# [Material shown]
use chrono::NaiveDate;
use thiserror::Error;

use crate::domain::{Symbol, TradeCategory, TradeId};
use crate::engine::{LedgerError, PnlError};

/// Failure kinds of the settlement subsystem.
///
/// Every kind is detected before the unit of work commits, so none of them
/// leaves a partial write behind.
#[derive(Debug, Error)]
pub enum SettlementError {
    #[error("Not found: {0}")]
    NotFound(String),
    #[error("Trade {0} is already closed")]
    AlreadyClosed(TradeId),
    #[error("Close date {close_date} is outside the trade window [{open_date}, {}]", .expiration_date.map(|d| d.to_string()).unwrap_or_else(|| "open".to_string()))]
    InvalidCloseWindow {
        close_date: NaiveDate,
        open_date: NaiveDate,
        expiration_date: Option<NaiveDate>,
    },
    #[error("Assignment is not supported for {0} trades")]
    UnsupportedAssignment(TradeCategory),
    #[error("Insufficient {symbol} shares: {required} required, {held} held")]
    InsufficientShares {
        symbol: Symbol,
        held: i64,
        required: i64,
    },
    #[error("Validation error: {0}")]
    Validation(String),
    #[error("Storage failure: {0}")]
    Storage(#[from] sqlx::Error),
}

impl SettlementError {
    /// Stable snake_case name of the failure kind.
    pub fn kind(&self) -> &'static str {
        match self {
            SettlementError::NotFound(_) => "not_found",
            SettlementError::AlreadyClosed(_) => "already_closed",
            SettlementError::InvalidCloseWindow { .. } => "invalid_close_window",
            SettlementError::UnsupportedAssignment(_) => "unsupported_assignment",
            SettlementError::InsufficientShares { .. } => "insufficient_shares",
            SettlementError::Validation(_) => "validation_error",
            SettlementError::Storage(_) => "storage_failure",
        }
    }

    pub(crate) fn from_pnl(err: PnlError, symbol: &Symbol) -> Self {
        match err {
            PnlError::InvalidCloseWindow {
                close_date,
                open_date,
                expiration_date,
            } => SettlementError::InvalidCloseWindow {
                close_date,
                open_date,
                expiration_date,
            },
            PnlError::UnsupportedAssignment(category) => {
                SettlementError::UnsupportedAssignment(category)
            }
            PnlError::InsufficientShares { held, required } => SettlementError::InsufficientShares {
                symbol: symbol.clone(),
                held,
                required,
            },
            PnlError::Invalid(msg) => SettlementError::Validation(msg),
        }
    }

    pub(crate) fn from_ledger(err: LedgerError, symbol: &Symbol) -> Self {
        match err {
            LedgerError::InsufficientShares { held, requested } => {
                SettlementError::InsufficientShares {
                    symbol: symbol.clone(),
                    held,
                    required: requested,
                }
            }
            other => SettlementError::Validation(other.to_string()),
        }
    }
}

# [Your task]
An exact copy of every record is required here.

# [Exercise answer]
use chrono::NaiveDate;
use thiserror::Error;

use crate::domain::{Symbol, TradeCategory, TradeId};
use crate::engine::{LedgerError, PnlError};

/// Failure kinds of the settlement subsystem.
///
/// Every kind is detected before the unit of work commits, so none of them
/// leaves a partial write behind.
#[derive(Debug, Error)]
pub enum SettlementError {
    #[error("Not found: {0}")]
    NotFound(String),
    #[error("Trade {0} is already closed")]
    AlreadyClosed(TradeId),
    #[error("Close date {close_date} is outside the trade window [{open_date}, {}]", .expiration_date.map(|d| d.to_string()).unwrap_or_else(|| "open".to_string()))]
    InvalidCloseWindow {
        close_date: NaiveDate,
        open_date: NaiveDate,
        expiration_date: Option<NaiveDate>,
    },
    #[error("Assignment is not supported for {0} trades")]
    UnsupportedAssignment(TradeCategory),
    #[error("Insufficient {symbol} shares: {required} required, {held} held")]
    InsufficientShares {
        symbol: Symbol,
        held: i64,
        required: i64,
    },
    #[error("Validation error: {0}")]
    Validation(String),
    #[error("Storage failure: {0}")]
    Storage(#[from] sqlx::Error),
}

impl SettlementError {
    /// Stable snake_case name of the failure kind.
    pub fn kind(&self) -> &'static str {
        match self {
            SettlementError::NotFound(_) => "not_found",
            SettlementError::AlreadyClosed(_) => "already_closed",
            SettlementError::InvalidCloseWindow { .. } => "invalid_close_window",
            SettlementError::UnsupportedAssignment(_) => "unsupported_assignment",
            SettlementError::InsufficientShares { .. } => "insufficient_shares",
            SettlementError::Validation(_) => "validation_error",
            SettlementError::Storage(_) => "storage_failure",
        }
    }

    pub(crate) fn from_pnl(err: PnlError, symbol: &Symbol) -> Self {
        match err {
            PnlError::InvalidCloseWindow {
                close_date,
                open_date,
                expiration_date,
            } => SettlementError::InvalidCloseWindow {
                close_date,
                open_date,
                expiration_date,
            },
            PnlError::UnsupportedAssignment(category) => {
                SettlementError::UnsupportedAssignment(category)
            }
            PnlError::InsufficientShares { held, required } => SettlementError::InsufficientShares {
                symbol: symbol.clone(),
                held,
                required,
            },
            PnlError::Invalid(msg) => SettlementError::Validation(msg),
        }
    }

    pub(crate) fn from_ledger(err: LedgerError, symbol: &Symbol) -> Self {
        match err {
            LedgerError::InsufficientShares { held, requested } => {
                SettlementError::InsufficientShares {
                    symbol: symbol.clone(),
                    held,
                    required: requested,
                }
            }
            other => SettlementError::Validation(other.to_string()),
        }
    }
}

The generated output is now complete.